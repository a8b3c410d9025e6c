//! Race-walking sessions.

use super::{BaseTraining, Training};
use crate::config::{CM_PER_M, RaceWalkingConfig};
use crate::errors::{Result, ensure_positive};

/// Race-walking session; calories depend on the athlete's height as well.
#[derive(Debug, Clone, PartialEq)]
pub struct RaceWalking {
    base: BaseTraining,
    height_cm: f64,
    config: RaceWalkingConfig,
}

impl RaceWalking {
    /// Creates a race-walking session; `height_cm` must be positive.
    pub fn new(
        action_count: u32,
        duration_hours: f64,
        weight_kg: f64,
        height_cm: f64,
    ) -> Result<Self> {
        Ok(Self {
            base: BaseTraining::new(action_count, duration_hours, weight_kg)?,
            height_cm: ensure_positive("height_cm", height_cm)?,
            config: RaceWalkingConfig::DEFAULT,
        })
    }

    /// Replaces the default coefficients.
    pub fn with_config(mut self, config: RaceWalkingConfig) -> Self {
        self.config = config;
        self
    }

    pub fn height_cm(&self) -> f64 {
        self.height_cm
    }

    pub fn config(&self) -> &RaceWalkingConfig {
        &self.config
    }
}

impl Training for RaceWalking {
    fn name(&self) -> &'static str {
        "RaceWalking"
    }

    fn base(&self) -> &BaseTraining {
        &self.base
    }

    fn step_length_m(&self) -> f64 {
        self.config.step_length_m
    }

    fn spent_calories_kcal(&self) -> Result<f64> {
        let weight = self.base.weight_kg;
        let speed_ms = self.mean_speed_kmh() * self.config.kmh_to_ms;
        let height_m = self.height_cm / CM_PER_M;

        let per_minute = self.config.weight_multiplier * weight
            + (speed_ms.powi(2) / height_m) * self.config.speed_height_multiplier * weight;
        Ok(per_minute * self.base.duration_minutes())
    }
}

***

▶ _ABOUT THIS EXERCISE_
Above are the records; repeat exactly the lines from the one holding "pub struct RaceWalking" down to the one holding "fn spent_calories_kcal(&self) ->", end lines included.

▶ _RESPONSE BOX_
pub struct RaceWalking {
    base: BaseTraining,
    height_cm: f64,
    config: RaceWalkingConfig,
}

impl RaceWalking {
    /// Creates a race-walking session; `height_cm` must be positive.
    pub fn new(
        action_count: u32,
        duration_hours: f64,
        weight_kg: f64,
        height_cm: f64,
    ) -> Result<Self> {
        Ok(Self {
            base: BaseTraining::new(action_count, duration_hours, weight_kg)?,
            height_cm: ensure_positive("height_cm", height_cm)?,
            config: RaceWalkingConfig::DEFAULT,
        })
    }

    /// Replaces the default coefficients.
    pub fn with_config(mut self, config: RaceWalkingConfig) -> Self {
        self.config = config;
        self
    }

    pub fn height_cm(&self) -> f64 {
        self.height_cm
    }

    pub fn config(&self) -> &RaceWalkingConfig {
        &self.config
    }
}

impl Training for RaceWalking {
    fn name(&self) -> &'static str {
        "RaceWalking"
    }

    fn base(&self) -> &BaseTraining {
        &self.base
    }

    fn step_length_m(&self) -> f64 {
        self.config.step_length_m
    }

    fn spent_calories_kcal(&self) -> Result<f64> {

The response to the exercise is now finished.